1. Introduction
As the concept of sustainable development and enhanced ecological protection gains increasing acceptance, the use of new energy vehicles (NEVs) in daily travel has become a crucial approach for promoting societal and environmental progress. NEVs are defined as vehicles that utilize alternative energy sources other than conventional fossil fuels, including battery electric vehicles, hybrid electric vehicles, fuel cell vehicles, and other types powered by clean energy technologies [
1]. As the penetration rate of NEVs continues to rise, the frequency of NEV-related accidents has also shown a corresponding increase. Consequently, the safety performance of NEVs has attracted growing attention from researchers and industry professionals alike [
2]. Due to the significant differences in operating modes compared to traditional fuel vehicles, accidents involving NEVs tend to have more severe consequences, primarily in the following aspects: First, In most operational scenarios, NEVs rely primarily on electric motors for propulsion, which leads to substantially lower vehicle noise levels compared to traditional internal combustion engine (ICE) vehicles [
3]. This notable difference in acoustic signatures can potentially introduce safety hazards for drivers as well as other road users, who may be less aware of the presence of quieter NEVs [
4]. Second, NEV batteries are more prone to catching fire after collisions or rollovers compared to fuel vehicles, leading to more severe traffic accidents [
5]. Additionally, the high starting torque of NEV motors and rapid acceleration increase the risk of accidents [
6]. Finally, some NEVs adopt a single-pedal mode [
7], which can lead to driver errors in emergencies. Traffic accident severity is the key information to allocate the rescue resources required by traffic management authorities. Therefore, predicting the severity of traffic accidents is crucial for aiding traffic authorities in conducting emergency rescue operations and minimizing casualties and property losses.
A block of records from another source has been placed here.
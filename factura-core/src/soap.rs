//! SOAP envelope construction, transport, and response parsing for the
//! SUNAT billService family.
//!
//! Envelopes are built through typed serializers rather than string
//! templates, so credential and payload values are always escaped.
use crate::config::SolCredentials;
use libxml::{parser::Parser, tree::Document, xpath};
use quick_xml::se::{SeError, Serializer as QuickXmlSerializer};
use reqwest::header::CONTENT_TYPE;
use serde::ser::{Serialize, SerializeStruct, Serializer};
use serde::Serialize as SerdeSerialize;
use std::time::Duration;
use thiserror::Error;
use tracing::{debug, error, warn};

pub(crate) const SOAPENV_NS: &str = "http://schemas.xmlsoap.org/soap/envelope/";
pub(crate) const SERVICE_NS: &str = "http://service.sunat.gob.pe";
pub(crate) const WSSE_NS: &str =
    "http://docs.oasis-open.org/wss/2004/01/oasis-200401-wss-wssecurity-secext-1.0.xsd";

/// The namespace prefixes SUNAT responses have been observed to use for
/// the envelope, tried in order.
const BODY_PREFIXES: [&str; 3] = ["soap", "soapenv", "env"];

#[derive(Debug, Error)]
pub enum SoapError {
    /// Network-level failure; transient, the caller may retry.
    #[error("network error reaching the service: {source}")]
    Transport {
        #[from]
        source: reqwest::Error,
    },
    /// Authority-side rejection. Terminal for this attempt; not an
    /// engineering retry.
    #[error("service fault {code}: {message}")]
    Fault { code: String, message: String },
    /// The response shape is unrecognized: wire-contract drift.
    #[error("unrecognized SOAP response: {0}")]
    Protocol(String),
    #[error("failed to build SOAP envelope: {source}")]
    Envelope {
        #[from]
        source: SeError,
    },
    #[error("service returned status {status}: {body}")]
    FailureStatus { status: u16, body: String },
}

/// A request body that can ride in a SOAP envelope: its element tag and
/// the `SOAPAction` URN of the operation.
pub trait SoapOperation: SerdeSerialize {
    const TAG: &'static str;
    const ACTION: &'static str;
}

/// `<ser:sendBill>` payload: archive name and base64 content.
#[derive(Debug, Clone, SerdeSerialize)]
pub struct SendBill {
    #[serde(rename = "fileName")]
    pub file_name: String,
    #[serde(rename = "contentFile")]
    pub content_file: String,
}

impl SoapOperation for SendBill {
    const TAG: &'static str = "ser:sendBill";
    const ACTION: &'static str = "urn:sendBill";
}

/// `<getStatus>` by document identifier.
#[derive(Debug, Clone, SerdeSerialize)]
pub struct StatusQuery {
    #[serde(rename = "rucComprobante")]
    pub ruc: String,
    #[serde(rename = "tipoComprobante")]
    pub document_type: String,
    #[serde(rename = "serieComprobante")]
    pub series: String,
    #[serde(rename = "numeroComprobante")]
    pub number: String,
}

impl SoapOperation for StatusQuery {
    const TAG: &'static str = "getStatus";
    const ACTION: &'static str = "urn:getStatus";
}

/// `<getStatus>` by ticket.
#[derive(Debug, Clone, SerdeSerialize)]
pub struct TicketQuery {
    pub ticket: String,
}

impl SoapOperation for TicketQuery {
    const TAG: &'static str = "getStatus";
    const ACTION: &'static str = "urn:getStatus";
}

struct Envelope<'a, T: SoapOperation> {
    username: String,
    password: &'a str,
    body: &'a T,
}

impl<'a, T: SoapOperation> Serialize for Envelope<'a, T> {
    fn serialize<S>(&self, s: S) -> Result<S::Ok, S::Error>
    where
        S: Serializer,
    {
        struct HeaderXml<'a> {
            username: &'a str,
            password: &'a str,
        }
        impl<'a> Serialize for HeaderXml<'a> {
            fn serialize<S>(&self, s: S) -> Result<S::Ok, S::Error>
            where
                S: Serializer,
            {
                struct SecurityXml<'a> {
                    username: &'a str,
                    password: &'a str,
                }
                impl<'a> Serialize for SecurityXml<'a> {
                    fn serialize<S>(&self, s: S) -> Result<S::Ok, S::Error>
                    where
                        S: Serializer,
                    {
                        struct TokenXml<'a> {
                            username: &'a str,
                            password: &'a str,
                        }
                        impl<'a> Serialize for TokenXml<'a> {
                            fn serialize<S>(&self, s: S) -> Result<S::Ok, S::Error>
                            where
                                S: Serializer,
                            {
                                let mut st = s.serialize_struct("wsse:UsernameToken", 0)?;
                                st.serialize_field("wsse:Username", self.username)?;
                                st.serialize_field("wsse:Password", self.password)?;
                                st.end()
                            }
                        }
                        let mut st = s.serialize_struct("wsse:Security", 0)?;
                        st.serialize_field(
                            "wsse:UsernameToken",
                            &TokenXml {
                                username: self.username,
                                password: self.password,
                            },
                        )?;
                        st.end()
                    }
                }
                let mut st = s.serialize_struct("soapenv:Header", 0)?;
                st.serialize_field(
                    "wsse:Security",
                    &SecurityXml {
                        username: self.username,
                        password: self.password,
                    },
                )?;
                st.end()
            }
        }

        struct BodyXml<'a, T: SoapOperation>(&'a T);
        impl<'a, T: SoapOperation> Serialize for BodyXml<'a, T> {
            fn serialize<S>(&self, s: S) -> Result<S::Ok, S::Error>
            where
                S: Serializer,
            {
                let mut st = s.serialize_struct("soapenv:Body", 1)?;
                st.serialize_field(T::TAG, self.0)?;
                st.end()
            }
        }

        let mut st = s.serialize_struct("soapenv:Envelope", 0)?;
        st.serialize_field("@xmlns:soapenv", SOAPENV_NS)?;
        st.serialize_field("@xmlns:ser", SERVICE_NS)?;
        st.serialize_field("@xmlns:wsse", WSSE_NS)?;
        st.serialize_field(
            "soapenv:Header",
            &HeaderXml {
                username: &self.username,
                password: self.password,
            },
        )?;
        st.serialize_field("soapenv:Body", &BodyXml(self.body))?;
        st.end()
    }
}

fn render_envelope<T: SoapOperation>(
    credentials: &SolCredentials,
    body: &T,
) -> Result<String, SoapError> {
    let envelope = Envelope {
        username: credentials.sol_username(),
        password: credentials.password(),
        body,
    };
    let mut buffer = String::with_capacity(1024);
    envelope.serialize(QuickXmlSerializer::new(&mut buffer))?;
    Ok(buffer)
}

/// SOAP transport over the SUNAT billService endpoints.
#[derive(Debug)]
pub struct SoapClient {
    http: reqwest::Client,
    credentials: SolCredentials,
}

impl SoapClient {
    pub fn new(
        credentials: SolCredentials,
        timeout: Option<Duration>,
    ) -> Result<Self, SoapError> {
        let mut builder = reqwest::Client::builder();
        if let Some(timeout) = timeout {
            builder = builder.timeout(timeout);
        }
        Ok(Self {
            http: builder.build()?,
            credentials,
        })
    }

    /// Perform one SOAP exchange and return the inner content of the
    /// response `Body`. A single attempt: retry policy belongs to the
    /// caller, and only for [`SoapError::Transport`].
    pub async fn call<T: SoapOperation>(
        &self,
        endpoint: &str,
        request: &T,
    ) -> Result<String, SoapError> {
        let envelope = render_envelope(&self.credentials, request)?;
        debug!(endpoint, action = T::ACTION, "sending SOAP request");

        let response = self
            .http
            .post(endpoint)
            .header(CONTENT_TYPE, "text/xml;charset=UTF-8")
            .header("SOAPAction", T::ACTION)
            .body(envelope)
            .send()
            .await?;

        let status = response.status();
        let body = response.text().await?;

        if !status.is_success() {
            if let Some((code, message)) = parse_fault(&body) {
                warn!(%code, %message, "service returned a fault");
                return Err(SoapError::Fault { code, message });
            }
            return Err(SoapError::FailureStatus {
                status: status.as_u16(),
                body,
            });
        }

        match extract_body(&body) {
            Ok(inner) => Ok(inner.to_string()),
            Err(err) => {
                error!(endpoint, "response body not recognized; wire contract may have changed");
                Err(err)
            }
        }
    }
}

/// Slice out the inner content of the envelope `Body`, trying the known
/// namespace-prefix spellings in order.
pub(crate) fn extract_body(envelope: &str) -> Result<&str, SoapError> {
    for prefix in BODY_PREFIXES {
        let open_prefix = format!("<{prefix}:Body");
        let close_tag = format!("</{prefix}:Body>");
        let Some(open_at) = envelope.find(&open_prefix) else {
            continue;
        };
        let after_open = &envelope[open_at..];
        let Some(open_end) = after_open.find('>') else {
            continue;
        };
        let content_start = open_at + open_end + 1;
        let Some(content_len) = envelope[content_start..].find(&close_tag) else {
            continue;
        };
        return Ok(&envelope[content_start..content_start + content_len]);
    }
    Err(SoapError::Protocol(
        "no Body element found under the soap, soapenv or env prefixes".into(),
    ))
}

/// Parse a SOAP `Fault` out of a response, tolerant of envelope prefixes.
/// Returns `None` when the body holds no recognizable fault.
pub(crate) fn parse_fault(body: &str) -> Option<(String, String)> {
    let doc = ResponseXml::parse(body).ok()?;
    doc.first("//*[local-name()='Fault']")?;
    let code = doc
        .text("//*[local-name()='Fault']/*[local-name()='faultcode']")
        .unwrap_or_default();
    let message = doc
        .text("//*[local-name()='Fault']/*[local-name()='faultstring']")
        .unwrap_or_default();
    Some((code, message))
}

/// Light XPath view over a response fragment. Matching is by local name:
/// the authority is inconsistent about response-element prefixes.
pub(crate) struct ResponseXml {
    doc: Document,
}

impl ResponseXml {
    pub(crate) fn parse(xml: &str) -> Result<Self, SoapError> {
        Parser::default()
            .parse_string(xml)
            .map(|doc| Self { doc })
            .map_err(|e| SoapError::Protocol(format!("unparseable response body: {e:?}")))
    }

    pub(crate) fn element_text(&self, local_name: &str) -> Option<String> {
        self.text(&format!("//*[local-name()='{local_name}']"))
    }

    fn first(&self, expression: &str) -> Option<()> {
        let ctx = xpath::Context::new(&self.doc).ok()?;
        let nodes = ctx.evaluate(expression).ok()?.get_nodes_as_vec();
        nodes.first().map(|_| ())
    }

    fn text(&self, expression: &str) -> Option<String> {
        let ctx = xpath::Context::new(&self.doc).ok()?;
        let nodes = ctx.evaluate(expression).ok()?.get_nodes_as_vec();
        let node = nodes.first()?;
        let value = node.get_content().trim().to_string();
        (!value.is_empty()).then_some(value)
    }
}

#[cfg(test)]
mod tests {
    use super::*;

    fn test_credentials() -> SolCredentials {
        SolCredentials::new("20123456789", "MODDATOS", "moddatos")
    }

    #[test]
    fn envelope_carries_security_header_and_payload() {
        let request = SendBill {
            file_name: "20123456789-01-F001-1.zip".into(),
            content_file: "UEsDBA==".into(),
        };
        let envelope = render_envelope(&test_credentials(), &request).expect("render");

        assert!(envelope.starts_with("<soapenv:Envelope"));
        assert!(envelope.contains("xmlns:soapenv=\"http://schemas.xmlsoap.org/soap/envelope/\""));
        assert!(envelope.contains("<wsse:Username>20123456789MODDATOS</wsse:Username>"));
        assert!(envelope.contains("<wsse:Password>moddatos</wsse:Password>"));
        assert!(envelope
            .contains("<ser:sendBill><fileName>20123456789-01-F001-1.zip</fileName>"));
        assert!(envelope.contains("<contentFile>UEsDBA==</contentFile>"));
    }

    #[test]
    fn envelope_escapes_markup_in_values() {
        let credentials = SolCredentials::new("20123456789", "USER", "p&ss<word>");
        let request = TicketQuery {
            ticket: "abc&<def>".into(),
        };
        let envelope = render_envelope(&credentials, &request).expect("render");

        assert!(envelope.contains("<wsse:Password>p&amp;ss&lt;word&gt;</wsse:Password>"));
        assert!(envelope.contains("<ticket>abc&amp;&lt;def&gt;</ticket>"));
        assert!(!envelope.contains("p&ss<word>"));
    }

    #[test]
    fn body_extraction_accepts_known_prefixes() {
        for prefix in ["soap", "soapenv", "env"] {
            let envelope = format!(
                "<{prefix}:Envelope xmlns:{prefix}=\"http://schemas.xmlsoap.org/soap/envelope/\">\
                 <{prefix}:Body><r>ok</r></{prefix}:Body></{prefix}:Envelope>"
            );
            assert_eq!(extract_body(&envelope).expect("body"), "<r>ok</r>");
        }
    }

    #[test]
    fn body_extraction_fails_on_unknown_shape() {
        let err = extract_body("<x:Envelope><x:Body>hm</x:Body></x:Envelope>")
            .expect_err("unknown prefix");
        assert!(matches!(err, SoapError::Protocol(_)));
    }

    #[test]
    fn fault_parsing_extracts_code_and_message() {
        let body = "<soapenv:Envelope xmlns:soapenv=\"http://schemas.xmlsoap.org/soap/envelope/\">\
                    <soapenv:Body><soapenv:Fault><faultcode>Client</faultcode>\
                    <faultstring>bad cert</faultstring></soapenv:Fault></soapenv:Body>\
                    </soapenv:Envelope>";
        let (code, message) = parse_fault(body).expect("fault");
        assert_eq!(code, "Client");
        assert_eq!(message, "bad cert");
    }

    #[test]
    fn fault_parsing_ignores_non_fault_bodies() {
        assert!(parse_fault("<r>ok</r>").is_none());
        assert!(parse_fault("not xml at all").is_none());
    }
}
In recent years, considerable research has been conducted both domestically and internationally on the prediction of traffic accident severity. These studies generally focus on two key aspects: the identification of contributing factors (causal analysis) and the development of predictive models. Causal analysis aims to determine the factors that significantly influence accident severity by utilizing data from established accident databases. These datasets typically contain information on crash characteristics, human factors, vehicle types, and environmental conditions. For instance, George analyzed the influence of various vehicle categories on the severity of accidents, including passenger cars, mopeds, motorcycles, buses, and trucks. The findings of this research indicated that good weather conditions and nighttime crashes are often associated with increased severity [
8]. Ditcharoen highlighted vehicle speed as the most critical factor affecting crash severity, followed by driver-related variables. Other relevant factors included vehicle type, weather conditions, alcohol impairment, and driver fatigue [
9]. Azhar conducted a study using 2014 crash data involving heavy vehicles in Malaysia and applied Classification and Regression Tree (CART) and Random Forest (RF) algorithms to classify and predict injury severity among heavy vehicle drivers. The results identified collision type, driver error, number of vehicles involved, driver age, lighting conditions, and vehicle type as key predictors of injury outcomes [
10]. Wang, applying the Apriori algorithm based on association rules, identified several critical factors influencing accident severity for vulnerable road users. These included regional zoning, the density of restaurants and shopping POIs (Points of Interest), life-service POI density, accident causes, and modes of transport [
11]. Moreover, common methodologies employed in the causal analysis of accident severity include factor analysis, analysis of variance (ANOVA), the Apriori algorithm, Logit-based models, and so on. Li employed factor analysis to rank the importance of characteristics affecting traffic accidents and identified key influencing factors [
12]. Sun conducted qualitative studies on influencing features through variance analysis, identifying significant factors [
13]. Refs. [
14,
15,
16] utilized the Apriori algorithm to mine 10 strong association rules related to traffic accident factors and analyzed these rules in depth. Alkheder combined decision trees, Bayesian networks, and support vector machines to comprehensively analyze risk factors related to traffic accident severity [
17]. Eboli and Theofilatos used the Logit model to reveal the impact of vehicle type, speeding, and traffic flow on collision severity [
18,
19]. However, the studies mentioned above primarily focus on traditional internal combustion engine vehicles, with limited research conducted on causal analysis of accidents involving new energy vehicles (NEVs). Additionally, these studies often fail to comprehensively consider the combined impact of the human–vehicle–road–environment system on traffic accident severity.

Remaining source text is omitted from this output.